Толстой! Это имя сегодня так гордо звучит. Как имя Платона, как светлое имя Сократа — Для всех на земле — итальянец он, немец иль бритт — Прекрасное имя Толстого желанно и свято.
И если сегодня у мирных чужих очагов Все русское стало как символ звериного быта,— У родины духа, — бескрайняя ширь берегов И Муза Толстого вовеки не будет забыта…
Толстой! Это имя сегодня так свято звучит. Усталость над миром раскинула саван суровый… Нет в мире иного пути: Любовь победит! И Истина встанет из гроба и сбросит оковы.
Как путники в бурю, на темном чужом корабле Плывем мы в тумане… Ни вести, ни зова… Сегодня мы все на далекой, родимой земле — У тихой могилы Толстого…
Памяти А. Блока
В аду томился серафим. Кровавый свод висел над ним… Чтоб боль отчаянья унять, Он ад пытался оправдать.
Но странно: темная хвала Кипела гневом, как хула… Он смолк. На сломанном крыле Дрожали тени в дымной мгле.
У врат — безжалостный дракон. Мечта — распята, воля — сон… Неспетых песен скорбный рой Поник над арфою немой.

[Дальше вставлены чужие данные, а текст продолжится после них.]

//! Binary crate for the `climate` command-line tool.
//!
//! This crate focuses on:
//! - Parsing CLI arguments
//! - Interactive browsing and configuration
//! - Human-friendly output formatting

use clap::Parser;
use tracing_subscriber::EnvFilter;

mod browse;
mod cli;
mod render;

#[tokio::main]
async fn main() -> anyhow::Result<()> {
    let cmd = cli::Cli::parse();
    init_tracing(cmd.verbose);
    cmd.run().await
}

fn init_tracing(verbose: bool) {
    let default = if verbose { "debug" } else { "warn" };

    let _ = tracing_subscriber::fmt()
        .with_env_filter(
            EnvFilter::try_from_default_env().unwrap_or_else(|_| EnvFilter::new(default)),
        )
        .with_writer(std::io::stderr)
        .try_init();
}
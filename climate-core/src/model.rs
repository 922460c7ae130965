use serde::{Deserialize, Serialize};

use crate::calendar::{Month, Season};

/// A named location owning zero or more monthly readings.
#[derive(Debug, Clone, PartialEq, Serialize, Deserialize)]
pub struct City {
    pub id: i64,
    pub name: String,
    pub city_type: String,
}

/// One monthly reading of a city, in Celsius.
#[derive(Debug, Clone, PartialEq, Serialize, Deserialize)]
pub struct Temperature {
    pub id: i64,
    pub city_id: i64,
    pub month: Month,
    pub celsius: f64,
    pub season: Season,
}

impl Temperature {
    /// Same reading with a new value; the season follows the month.
    pub fn with_celsius(&self, celsius: f64) -> Self {
        Self { celsius, season: self.month.season(), ..self.clone() }
    }
}

/// A reading that has not been stored yet.
#[derive(Debug, Clone, Copy, PartialEq)]
pub struct NewTemperature {
    pub city_id: i64,
    pub month: Month,
    pub celsius: f64,
}

impl NewTemperature {
    pub fn new(city_id: i64, month: Month, celsius: f64) -> Self {
        Self { city_id, month, celsius }
    }

    pub fn season(&self) -> Season {
        self.month.season()
    }

    pub(crate) fn into_temperature(self, id: i64) -> Temperature {
        Temperature {
            id,
            city_id: self.city_id,
            month: self.month,
            celsius: self.celsius,
            season: self.season(),
        }
    }
}
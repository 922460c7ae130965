//! Core library for the `climate` journal.
//!
//! This crate defines:
//! - Shared domain models (cities, monthly readings, months and seasons)
//! - City classification, seasonal averaging and unit formatting
//! - Abstraction over the persistence layer, with SQLite and in-memory stores
//! - The engine holding the user's selection and publishing snapshots
//! - Configuration handling
//!
//! It is used by `climate-cli`, but any other front end can drive
//! [`ClimateEngine`] the same way.

pub mod aggregate;
pub mod calendar;
pub mod city_type;
pub mod config;
pub mod engine;
pub mod error;
pub mod model;
pub mod seed;
pub mod store;
pub mod unit;

pub use calendar::{Month, Season};
pub use config::Config;
pub use engine::{ClimateEngine, SeasonAverage, Snapshot};
pub use error::ClimateError;
pub use model::{City, NewTemperature, Temperature};
pub use store::{MemoryStore, SqliteStore, WeatherStore, open_store};
pub use unit::{TemperatureUnit, format_temperature};
//! First-run demo data.

use rand::RngExt;
use tracing::info;

use crate::{
    calendar::Month,
    model::NewTemperature,
    store::WeatherStore,
};

/// Sample cities inserted into an empty store.
pub const DEMO_CITIES: &[(&str, &str)] =
    &[("Москва", "Large"), ("Санкт-Петербург", "Large"), ("Новосибирск", "Medium")];

/// Upper bound (exclusive) of the random offset added to each base value.
pub const JITTER: f64 = 5.0;

/// Lower end of the synthetic reading range for `month`.
pub fn base_celsius(month: Month) -> f64 {
    match month {
        Month::January => -10.0,
        Month::February => -5.0,
        Month::March => 0.0,
        Month::April => 10.0,
        Month::May => 15.0,
        Month::June => 20.0,
        Month::July => 25.0,
        Month::August => 22.0,
        Month::September => 17.0,
        Month::October => 10.0,
        Month::November => 5.0,
        Month::December => -5.0,
    }
}

/// Fills an empty store with [`DEMO_CITIES`] and twelve readings each.
///
/// Returns `false` without touching the store when any city already exists.
pub async fn seed_if_empty(store: &dyn WeatherStore) -> anyhow::Result<bool> {
    if !store.get_all_cities().await?.is_empty() {
        return Ok(false);
    }

    for (name, city_type) in DEMO_CITIES {
        let city = store.insert_city(name, city_type).await?;

        for month in Month::all() {
            let celsius = base_celsius(*month) + rand::rng().random_range(0.0..JITTER);
            store.insert_temperature(&NewTemperature::new(city.id, *month, celsius)).await?;
        }
    }

    info!(cities = DEMO_CITIES.len(), "seeded demo data");
    Ok(true)
}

Уснул… На кроткое чело Сиянье светлое легло. Все громче плач, все злей разгул…
Уснул…
Е. А. Полевицкой
Так долог путь: ни вехи, ни приюта… Ушли в века дни русского уюта, Бессмысленно ревет, смывая жизнь, гроза. И вновь к былому тянутся глаза.
В чужом театре — остров русской речи. Недвижно замерли склонившиеся плечи. И над рядами реет грустный сон О русской девушке тургеневских времен.
Она — предчувствие позорной нашей были… Не ей ли там сквозь сердце меч пронзили? И не она ли — мать, жена, сестра — Горит-трепещет в красной мгле костра?
Благословен Ваш нежный образ Лизы! Ее души волнующие ризы Коснулись нас в час ночи грозовой Надеждою нетленной и живой.
Галоши счастья
Перед гаснущим камином щуря сонные глаза, Я смотрел, как алый уголь покрывала бирюза. Вдруг нежданной светлой гостьей, между шкафом и стеной, Андерсеновская фея закачалась предо мной. Усадил ее я в кресло, пледом ноги ей покрыл, Дождевик ее росистый на корзине разложил… Лучезарными глазами улыбаясь и маня, Фея ласково спросила: «Что попросишь у меня?» В сумке кожаной и грубой, — уж меня не проведешь,— Угадал я очертанья старых сказочных галош: Кто б ты ни был, резвый мальчик или сморщенный старик, Чуть надел их, все что хочешь, ты увидишь в тот же миг… «Фея, друг мой, вот газеты… чай и булки… Будь добра: Одолжи Галоши Счастья, посиди здесь до утра!» И пока она возилась, вскинув кудри над щекой,— Предо мной встал пестрый город за широкою рекой: Разноцветные церквушки, пятна лавок и ларьков, Лента стен, собор и барки… Ах, опять увижу Псков!